The control device according to claim 1. A control method of a control device for performing optimal control by path integration,
The controller comprises a neural network having a machine-learned dynamics model and a cost function,
An input step for inputting a current state of the control target and an operation amount sequence having a plurality of operation parameters for the control target as components and an initial operation amount sequence to the neural network;
An operation amount sequence calculated by path integration from the current state and the initial operation amount sequence using the dynamics model and the cost function to the neural network, and for controlling the control target An output step for outputting a manipulated variable series,
The neural network comprises a second recurrent neural network having a first recurrent neural network having the dynamics model therein,
Control method.
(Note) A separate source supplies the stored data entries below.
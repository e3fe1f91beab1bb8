#![allow(dead_code)]

use std::path::{Path, PathBuf};
use std::time::Duration;

use routewatch::config::{ConfigFile, RawConfigFile};
use routewatch::types::{RunMode, WatchStrategy};

/// Builder for `ConfigFile` to simplify test setup.
///
/// Starts from the built-in defaults with test-friendly timings: a short
/// quiet period, fast polling, quick retries and a 10s timeout.
pub struct RawConfigBuilder {
    config: RawConfigFile,
}

impl RawConfigBuilder {
    pub fn new(source: impl AsRef<Path>) -> Self {
        let mut config = RawConfigFile::default();
        config.watch.source = Some(source.as_ref().to_path_buf());
        config.watch.poll_interval = Duration::from_millis(50);
        config.watch.quiet_period = Duration::from_millis(100);
        config.watch.timeout = Duration::from_secs(10);
        config.relocate.initial_backoff = Duration::from_millis(20);
        config.relocate.max_backoff = Duration::from_millis(100);
        Self { config }
    }

    pub fn pattern(mut self, pattern: &str) -> Self {
        self.config.watch.pattern = pattern.to_string();
        self
    }

    pub fn strategy(mut self, strategy: WatchStrategy) -> Self {
        self.config.watch.strategy = strategy;
        self
    }

    pub fn poll_interval(mut self, interval: Duration) -> Self {
        self.config.watch.poll_interval = interval;
        self
    }

    pub fn quiet_period(mut self, quiet: Duration) -> Self {
        self.config.watch.quiet_period = quiet;
        self
    }

    pub fn timeout(mut self, timeout: Duration) -> Self {
        self.config.watch.timeout = timeout;
        self
    }

    pub fn heartbeat(mut self, heartbeat: Duration) -> Self {
        self.config.watch.heartbeat = heartbeat;
        self
    }

    pub fn continuous(mut self) -> Self {
        self.config.watch.mode = RunMode::Continuous;
        self
    }

    pub fn max_attempts(mut self, attempts: u32) -> Self {
        self.config.relocate.max_attempts = attempts;
        self
    }

    pub fn notify_command(mut self, cmd: &str) -> Self {
        self.config.notify.command = Some(cmd.to_string());
        self
    }

    pub fn source(mut self, source: impl Into<PathBuf>) -> Self {
        self.config.watch.source = Some(source.into());
        self
    }

    /// The raw (unvalidated) config, e.g. to assert on validation errors.
    pub fn build_raw(self) -> RawConfigFile {
        self.config
    }

    pub fn build(self) -> ConfigFile {
        ConfigFile::try_from(self.config).expect("Failed to build valid config from builder")
    }
}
Furthermore, before the input step, a learning step for machine learning the dynamics model and the cost function,
The learning step includes
A state prepared in advance corresponding to the current state of the control target, an initial operation amount sequence prepared in advance corresponding to an initial operation amount sequence for the control target, a state prepared in advance and a state prepared in advance Preparing learning data including an operation amount sequence for controlling the control target, which is calculated in advance by path integration from an initial operation amount sequence, as teacher data;
Learning the dynamics model and the cost function by learning the weight of the neural network using an error back propagation method using the teacher data.
The control method according to claim 5. The cost function is a cost function model composed of a neural network.
The control method according to claim 5 or 6.